Once the server is started we can send requests.

### Triton Inference

There's two different ways we can run inference

1. Using Python requests library and passing in the Triton Server at port 8000 for HTTP requests
2. Utilizing Triton Client Library

#### Python Requests Library

In [None]:
import numpy as np
import requests
import json

# sample data
input_data = np.array([[2.5]], dtype=np.float32)

# Specify the model name and version
model_name = "linear_regression_model" #specified in config.pbtxt
model_version = "1"

# Set the inference URL based on the Triton server's address
url = f"http://localhost:8000/v2/models/{model_name}/versions/{model_version}/infer"

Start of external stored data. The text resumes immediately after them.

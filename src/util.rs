use chrono::NaiveDate;
use log::info;
use serde_json::{Map, Value};
use std::collections::BTreeMap;
use std::fs::{self, File};
use std::io::{BufReader, BufWriter, Write};
use std::path::Path;

use crate::errors::Result;

/// 原始日线表：日期字符串 -> (列名 -> 值)
pub type RawSeries = BTreeMap<String, BTreeMap<String, Value>>;

// 日期转换工具
pub fn parse_date(date_str: &str) -> Result<NaiveDate> {
    Ok(NaiveDate::parse_from_str(date_str.trim(), "%Y-%m-%d")?)
}

/// 写入中间文件，必要时创建目录
pub fn write_staging_file(path: &Path, series: &Map<String, Value>) -> Result<()> {
    if let Some(parent) = path.parent() {
        if !parent.as_os_str().is_empty() && !parent.exists() {
            fs::create_dir_all(parent)?;
        }
    }

    let file = File::create(path)?;
    let mut writer = BufWriter::new(file);
    serde_json::to_writer(&mut writer, series)?;
    writer.flush()?;

    info!("Wrote {} daily records to {}", series.len(), path.display());
    Ok(())
}

pub fn read_staging_file(path: &Path) -> Result<RawSeries> {
    let file = File::open(path)?;
    let series: RawSeries = serde_json::from_reader(BufReader::new(file))?;
    info!("Loaded {} daily records from {}", series.len(), path.display());
    Ok(series)
}

#[cfg(test)]
mod tests {
    use super::*;
    use crate::errors::PipelineError;
    use serde_json::json;

    #[test]
    fn parses_iso_dates() {
        assert_eq!(
            parse_date("2025-06-12").unwrap(),
            NaiveDate::from_ymd_opt(2025, 6, 12).unwrap()
        );
        assert!(matches!(parse_date("12/06/2025"), Err(PipelineError::DateError(_))));
    }

    #[test]
    fn staging_file_round_trips_through_nested_dirs() {
        let dir = tempfile::tempdir().unwrap();
        let path = dir.path().join("nested").join("bitcoin_data.json");

        let mut series = Map::new();
        series.insert(
            "2025-06-12".to_string(),
            json!({"1. open": "100.0", "4. close": "101.5"}),
        );
        write_staging_file(&path, &series).unwrap();

        let loaded = read_staging_file(&path).unwrap();
        assert_eq!(loaded.len(), 1);
        assert_eq!(loaded["2025-06-12"]["4. close"], json!("101.5"));
    }

    #[test]
    fn missing_staging_file_is_io_error() {
        let dir = tempfile::tempdir().unwrap();
        let result = read_staging_file(&dir.path().join("absent.json"));
        assert!(matches!(result, Err(PipelineError::IoError(_))));
    }
}
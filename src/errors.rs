use thiserror::Error;

#[derive(Error, Debug)]
pub enum PipelineError {
    #[error("IO error: {0}")]
    IoError(#[from] std::io::Error),

    #[error("HTTP request error: {0}")]
    RequestError(#[from] reqwest::Error),

    #[error("JSON parsing error: {0}")]
    JsonError(#[from] serde_json::Error),

    #[error("Date parsing error: {0}")]
    DateError(#[from] chrono::ParseError),

    #[error("Database error: {0}")]
    DatabaseError(#[from] sqlx::Error),

    #[error("Configuration error: {0}")]
    ConfigError(String),

    #[error("Data error: {0}")]
    DataError(String),

    #[error("Indicator error: {0}")]
    IndicatorError(String),
}

pub type Result<T> = std::result::Result<T, PipelineError>;
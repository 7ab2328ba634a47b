pub mod columns;
pub mod indicators;

use crate::errors::Result;
use crate::models::price::{DailyPrice, IndicatorValues, MetricsRow, OhlcvField};
use crate::util::RawSeries;
use log::{info, warn};

pub use columns::{normalize, PriceTable};
pub use indicators::IndicatorSeries;

pub const OUTPUT_COLUMNS: [&str; 13] = [
    "date",
    "open",
    "high",
    "low",
    "close",
    "adj_close",
    "volume",
    "sma_20",
    "ema_50",
    "rsi_14",
    "macd_12_26_9",
    "macdh_12_26_9",
    "macds_12_26_9",
];

/// NaN 填 0
fn fill_zero(value: f64) -> f64 {
    if value.is_nan() {
        0.0
    } else {
        value
    }
}

fn cell(table: &PriceTable, field: OhlcvField, row: usize) -> Option<f64> {
    table.column(field).map(|col| fill_zero(col[row]))
}

/// 原始表 -> 带指标的入库行，按日期升序
pub fn transform(raw: &RawSeries) -> Result<Vec<MetricsRow>> {
    let table = normalize(raw)?;

    let indicators = if table.has_all_ohlcv() {
        let closes = table.column(OhlcvField::Close).unwrap_or(&[]);
        Some(indicators::compute(closes)?)
    } else {
        warn!("Not all OHLCV columns available for technical indicators");
        None
    };

    let rows: Vec<MetricsRow> = (0..table.len())
        .map(|i| {
            let close = cell(&table, OhlcvField::Close, i);
            MetricsRow {
                price: DailyPrice {
                    date: table.dates[i],
                    open: cell(&table, OhlcvField::Open, i),
                    high: cell(&table, OhlcvField::High, i),
                    low: cell(&table, OhlcvField::Low, i),
                    close,
                    adj_close: close,
                    volume: cell(&table, OhlcvField::Volume, i),
                },
                indicators: indicators.as_ref().map(|s| IndicatorValues {
                    sma_20: fill_zero(s.sma_20[i]),
                    ema_50: fill_zero(s.ema_50[i]),
                    rsi_14: fill_zero(s.rsi_14[i]),
                    macd: fill_zero(s.macd[i]),
                    macd_signal: fill_zero(s.macd_signal[i]),
                    macd_histogram: fill_zero(s.macd_histogram[i]),
                }),
            }
        })
        .collect();

    let columns = present_columns(&table, indicators.is_some());
    info!("Final columns: {:?}", columns);
    info!("Transformed shape: ({}, {})", rows.len(), columns.len());
    Ok(rows)
}

/// 实际输出的列，缺失整列的不计入
fn present_columns(table: &PriceTable, with_indicators: bool) -> Vec<&'static str> {
    OUTPUT_COLUMNS
        .iter()
        .copied()
        .filter(|name| match *name {
            "date" => true,
            "adj_close" => table.column(OhlcvField::Close).is_some(),
            "sma_20" | "ema_50" | "rsi_14" | "macd_12_26_9" | "macdh_12_26_9"
            | "macds_12_26_9" => with_indicators,
            other => OhlcvField::ALL
                .iter()
                .any(|f| f.canonical_name() == other && table.column(*f).is_some()),
        })
        .collect()
}
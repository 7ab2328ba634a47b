pub mod pipeline_service;
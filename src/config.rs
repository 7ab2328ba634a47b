use crate::errors::{PipelineError, Result};
use std::env;
use std::path::PathBuf;

pub const DEFAULT_API_BASE_URL: &str = "https://www.alphavantage.co/query";

pub const ENV_API_KEY: &str = "ALPHA_VANTAGE_API_KEY";
pub const ENV_API_BASE_URL: &str = "ALPHA_VANTAGE_BASE_URL";
pub const ENV_DATABASE_URL: &str = "DATABASE_URL";

#[derive(Debug, Clone)]
pub struct Config {
    pub symbol: String,
    pub market: String,
    pub staging_file: PathBuf,
    pub table_name: String,
    pub api_base_url: String,
    pub api_key: Option<String>,
    pub database_url: Option<String>,
    pub timeout_secs: u64,
}

impl Default for Config {
    fn default() -> Self {
        Self::new()
    }
}

impl Config {
    pub fn new() -> Self {
        Self {
            symbol: "BTC".to_string(),
            market: "USD".to_string(),
            staging_file: PathBuf::from("/tmp/bitcoin_data.json"),
            table_name: "bitcoin_metrics".to_string(),
            api_base_url: DEFAULT_API_BASE_URL.to_string(),
            api_key: None,
            database_url: None,
            timeout_secs: 30,
        }
    }

    /// 从环境变量读取密钥与连接串，其余字段保持默认
    pub fn from_env() -> Self {
        let mut config = Self::new();
        if let Some(key) = non_empty_var(ENV_API_KEY) {
            config.api_key = Some(key);
        }
        if let Some(url) = non_empty_var(ENV_DATABASE_URL) {
            config.database_url = Some(url);
        }
        if let Some(base) = non_empty_var(ENV_API_BASE_URL) {
            config.api_base_url = base;
        }
        config
    }

    pub fn with_symbol(mut self, symbol: &str) -> Self {
        self.symbol = symbol.to_uppercase();
        self
    }

    pub fn with_market(mut self, market: &str) -> Self {
        self.market = market.to_uppercase();
        self
    }

    pub fn with_staging_file(mut self, path: impl Into<PathBuf>) -> Self {
        self.staging_file = path.into();
        self
    }

    pub fn with_table_name(mut self, table: &str) -> Self {
        self.table_name = table.to_string();
        self
    }

    pub fn with_api_base_url(mut self, url: &str) -> Self {
        self.api_base_url = url.to_string();
        self
    }

    pub fn with_api_key(mut self, key: &str) -> Self {
        self.api_key = Some(key.to_string());
        self
    }

    pub fn with_database_url(mut self, url: &str) -> Self {
        self.database_url = Some(url.to_string());
        self
    }

    pub fn with_timeout_secs(mut self, secs: u64) -> Self {
        self.timeout_secs = secs;
        self
    }

    /// API密钥，缺失或为空时报错
    pub fn require_api_key(&self) -> Result<&str> {
        match self.api_key.as_deref() {
            Some(key) if !key.trim().is_empty() => Ok(key),
            _ => Err(PipelineError::ConfigError(format!(
                "Alpha Vantage API key not found; set {}",
                ENV_API_KEY
            ))),
        }
    }

    pub fn require_database_url(&self) -> Result<&str> {
        match self.database_url.as_deref() {
            Some(url) if !url.trim().is_empty() => Ok(url),
            _ => Err(PipelineError::ConfigError(format!(
                "database url not found; set {} or pass --database-url",
                ENV_DATABASE_URL
            ))),
        }
    }

    pub fn validate(&self) -> Result<()> {
        if !is_valid_identifier(&self.table_name) {
            return Err(PipelineError::ConfigError(format!(
                "invalid table name: {:?}",
                self.table_name
            )));
        }
        if self.symbol.is_empty() || self.market.is_empty() {
            return Err(PipelineError::ConfigError(
                "symbol and market must not be empty".to_string(),
            ));
        }
        Ok(())
    }
}

/// 表名只允许普通SQL标识符，会被直接拼进DDL
pub fn is_valid_identifier(name: &str) -> bool {
    let mut chars = name.chars();
    match chars.next() {
        Some(c) if c.is_ascii_alphabetic() || c == '_' => {}
        _ => return false,
    }
    chars.all(|c| c.is_ascii_alphanumeric() || c == '_')
}

fn non_empty_var(name: &str) -> Option<String> {
    env::var(name).ok().filter(|v| !v.trim().is_empty())
}

#[cfg(test)]
mod tests {
    use super::*;

    #[test]
    fn defaults_target_bitcoin_table() {
        let config = Config::new();
        assert_eq!(config.symbol, "BTC");
        assert_eq!(config.market, "USD");
        assert_eq!(config.table_name, "bitcoin_metrics");
        assert_eq!(config.staging_file, PathBuf::from("/tmp/bitcoin_data.json"));
        assert!(config.validate().is_ok());
    }

    #[test]
    fn builder_overrides_fields() {
        let config = Config::new()
            .with_symbol("eth")
            .with_market("eur")
            .with_table_name("eth_metrics")
            .with_timeout_secs(5);
        assert_eq!(config.symbol, "ETH");
        assert_eq!(config.market, "EUR");
        assert_eq!(config.table_name, "eth_metrics");
        assert_eq!(config.timeout_secs, 5);
    }

    #[test]
    fn missing_api_key_is_config_error() {
        let config = Config::new();
        assert!(matches!(
            config.require_api_key(),
            Err(PipelineError::ConfigError(_))
        ));

        let blank = Config::new().with_api_key("   ");
        assert!(blank.require_api_key().is_err());

        let set = Config::new().with_api_key("demo");
        assert_eq!(set.require_api_key().unwrap(), "demo");
    }

    #[test]
    fn rejects_unsafe_table_names() {
        assert!(is_valid_identifier("bitcoin_metrics"));
        assert!(is_valid_identifier("_t1"));
        assert!(!is_valid_identifier(""));
        assert!(!is_valid_identifier("1table"));
        assert!(!is_valid_identifier("metrics; DROP TABLE x"));
        assert!(!is_valid_identifier("public.metrics"));

        let config = Config::new().with_table_name("bad name");
        assert!(config.validate().is_err());
    }
}
// 公开导出的模块，供外部使用
pub mod models;
pub mod errors;
pub mod config;
pub mod transform;
pub mod storage;

// 管道内部模块，主程序需要访问
#[doc(hidden)]
pub mod scrapers;
#[doc(hidden)]
pub mod services;
#[doc(hidden)]
pub mod util;

// 重新导出常用类型，方便使用
pub use models::price::{DailyPrice, IndicatorValues, MetricsRow, OhlcvField};
pub use config::Config;
pub use errors::{Result, PipelineError};
pub use storage::MetricsStore;
pub mod postgres;

pub use postgres::MetricsStore;
#[macro_export]
macro_rules! const_assert {
    ($check:expr $(,$msg:tt)*) => {
        const _: () = assert!($check $(,$msg)*);
    };
}

#[macro_export]
macro_rules! size_of {
    ($t:ty) => {
        size_of::<$t>()
    };
}

/// Constructs a [`DynVec`](crate::DynVec) from a list of values or from
/// `value; count`. Both forms allocate, so both yield a `Result`.
///
/// ```
/// use vara::dyn_vec;
///
/// let filled = dyn_vec![3u32; 7].unwrap();
/// let listed = dyn_vec![1, 2, 3].unwrap();
/// assert_eq!(filled.len(), 7);
/// assert_eq!(listed.as_slice(), &[1, 2, 3]);
/// ```
#[macro_export]
macro_rules! dyn_vec {
    ($value:expr; $n:expr) => {
        $crate::DynVec::with_len($n, $value)
    };
    [$($elem:expr),+ $(,)?] => {
        $crate::DynVec::from_array([$($elem),+])
    };
}
#[derive(Clone, Copy, Debug)]
pub enum CapacityError {
    AllocFailed {
        new_capacity: usize,
    },
    ZeroSizedElement,
}

impl core::fmt::Display for CapacityError {

    fn fmt(&self, f: &mut core::fmt::Formatter<'_>) -> core::fmt::Result {
        match self {
            Self::AllocFailed { new_capacity } => {
                write!(f, "allocation failed with new capacity {}", new_capacity)
            },
            Self::ZeroSizedElement => {
                write!(f, "size of element type is zero")
            },
        }
    }
}

impl core::error::Error for CapacityError {}
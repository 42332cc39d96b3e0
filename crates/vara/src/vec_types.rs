mod dyn_vec;
mod strategies;

pub use dyn_vec::DynVec;
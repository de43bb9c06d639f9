// Copyright (C) 2026 Fred Clausen
// Use of this source code is governed by an MIT-style
// license that can be found in the LICENSE file or at
// https://opensource.org/licenses/MIT.

use super::helpers::{
    InMemoryStore, RecordingMediaStore, create_contest, create_participant, march_end,
    march_start,
};
use crate::{ContestDeletion, ContestRegistry, CoreError, VoteLedger};
use contest_vote_domain::{Contest, ContestId, ContestPatch, DomainError};
use time::macros::datetime;

#[test]
fn test_create_contest_persists_record() {
    let mut store: InMemoryStore = InMemoryStore::default();

    let contest: Contest = ContestRegistry::new(&mut store)
        .create("Spring Showcase", march_start(), march_end())
        .unwrap();

    assert_eq!(contest.name, "Spring Showcase");
    assert_eq!(store.contests.len(), 1);
}

#[test]
fn test_create_contest_rejects_inverted_dates() {
    let mut store: InMemoryStore = InMemoryStore::default();

    let result: Result<Contest, CoreError> =
        ContestRegistry::new(&mut store).create("Finals", march_end(), march_start());

    assert!(matches!(
        result,
        Err(CoreError::Validation(DomainError::InvalidDateRange { .. }))
    ));
    assert!(store.contests.is_empty());
}

#[test]
fn test_create_contest_rejects_blank_name() {
    let mut store: InMemoryStore = InMemoryStore::default();

    let result: Result<Contest, CoreError> =
        ContestRegistry::new(&mut store).create("  ", march_start(), march_end());

    assert!(matches!(
        result,
        Err(CoreError::Validation(DomainError::MissingField("name")))
    ));
}

#[test]
fn test_get_missing_contest_returns_none() {
    let mut store: InMemoryStore = InMemoryStore::default();

    let found: Option<Contest> = ContestRegistry::new(&mut store)
        .get(ContestId::new(99))
        .unwrap();
    assert!(found.is_none());
}

#[test]
fn test_list_contests_newest_first() {
    let mut store: InMemoryStore = InMemoryStore::default();
    let first: Contest = create_contest(&mut store);
    let second: Contest = create_contest(&mut store);

    let contests: Vec<Contest> = ContestRegistry::new(&mut store).list().unwrap();
    assert_eq!(contests[0].contest_id, second.contest_id);
    assert_eq!(contests[1].contest_id, first.contest_id);
}

#[test]
fn test_update_contest_merges_patch() {
    let mut store: InMemoryStore = InMemoryStore::default();
    let contest: Contest = create_contest(&mut store);

    let patch: ContestPatch = ContestPatch {
        end_date: Some(datetime!(2026-04-30 0:00 UTC)),
        ..ContestPatch::default()
    };
    let updated: Contest = ContestRegistry::new(&mut store)
        .update(contest.contest_id, &patch)
        .unwrap();

    assert_eq!(updated.name, contest.name);
    assert_eq!(updated.start_date, contest.start_date);
    assert_eq!(updated.end_date, datetime!(2026-04-30 0:00 UTC));
}

#[test]
fn test_update_contest_rejects_start_after_stored_end() {
    let mut store: InMemoryStore = InMemoryStore::default();
    let contest: Contest = create_contest(&mut store);

    let patch: ContestPatch = ContestPatch {
        start_date: Some(datetime!(2026-05-01 0:00 UTC)),
        ..ContestPatch::default()
    };
    let result: Result<Contest, CoreError> =
        ContestRegistry::new(&mut store).update(contest.contest_id, &patch);

    assert!(matches!(
        result,
        Err(CoreError::Validation(DomainError::InvalidDateRange { .. }))
    ));
    assert_eq!(store.contests[0].start_date, march_start());
}

#[test]
fn test_update_missing_contest_is_not_found() {
    let mut store: InMemoryStore = InMemoryStore::default();

    let result: Result<Contest, CoreError> = ContestRegistry::new(&mut store)
        .update(ContestId::new(5), &ContestPatch::default());
    assert!(matches!(
        result,
        Err(CoreError::NotFound {
            entity: "Contest",
            ..
        })
    ));
}

#[test]
fn test_delete_contest_cascades_and_cleans_photos() {
    let mut store: InMemoryStore = InMemoryStore::default();
    let contest: Contest = create_contest(&mut store);
    let a = create_participant(
        &mut store,
        contest.contest_id,
        "a@example.com",
        Some("https://cdn/a.png"),
    );
    create_participant(&mut store, contest.contest_id, "b@example.com", None);
    VoteLedger::new(&mut store)
        .add_admin_vote(contest.contest_id, &a.code_name, 3, None)
        .unwrap();

    let media: RecordingMediaStore = RecordingMediaStore::default();
    let deletion: ContestDeletion = ContestRegistry::new(&mut store)
        .delete(contest.contest_id, &media)
        .unwrap();

    assert_eq!(deletion.participants_removed, 2);
    assert_eq!(deletion.votes_removed, 1);
    assert_eq!(media.deleted_urls(), vec![String::from("https://cdn/a.png")]);
    assert!(store.contests.is_empty());
    assert!(store.participants.is_empty());
    assert!(store.votes.is_empty());
}

#[test]
fn test_delete_contest_ignores_media_failures() {
    let mut store: InMemoryStore = InMemoryStore::default();
    let contest: Contest = create_contest(&mut store);
    create_participant(
        &mut store,
        contest.contest_id,
        "a@example.com",
        Some("https://cdn/a.png"),
    );

    let media: RecordingMediaStore = RecordingMediaStore::failing();
    let result: Result<ContestDeletion, CoreError> =
        ContestRegistry::new(&mut store).delete(contest.contest_id, &media);

    assert!(result.is_ok());
    assert_eq!(media.deleted_urls().len(), 1);
    assert!(store.contests.is_empty());
}

#[test]
fn test_delete_missing_contest_is_not_found() {
    let mut store: InMemoryStore = InMemoryStore::default();
    let media: RecordingMediaStore = RecordingMediaStore::default();

    let result: Result<ContestDeletion, CoreError> =
        ContestRegistry::new(&mut store).delete(ContestId::new(1), &media);
    assert!(matches!(result, Err(CoreError::NotFound { .. })));
}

# payload with input params
payload = {
    "inputs": [
        {
            "name": "input",  # what you named input in config.pbtxt
            "datatype": "FP32",  
            "shape": input_data.shape,
            "data": input_data.tolist(),
        }
    ]
}

# sample invoke
response = requests.post(url, data=json.dumps(payload))
response.raise_for_status()

# output result
inference_result = response.json()
output_data = np.array(inference_result["outputs"][0]["data"])
output_data

#### Triton Client Library

In [None]:
import numpy as np
import tritonclient.http as httpclient

# setup triton inference client
client = httpclient.InferenceServerClient(url="localhost:8000")

In [None]:
# triton can infer the inputs from your config values
inputs = httpclient.InferInput("input", input_data.shape, datatype="FP32")
inputs.set_data_from_numpy(input_data) #we set a numpy array in this case
inputs

In [None]:
# output configuration
outputs = httpclient.InferRequestedOutput("output")
outputs

In [None]:
#sample inference
res = client.infer(model_name = "linear_regression_model", inputs=[inputs], outputs=[outputs],
                  )
inference_output = res.as_numpy('output') #serialize numpy output
inference_output

In [None]:
%%time

for i in range(100):
    res = client.infer(model_name = "linear_regression_model", inputs=[inputs], outputs=[outputs],
                  )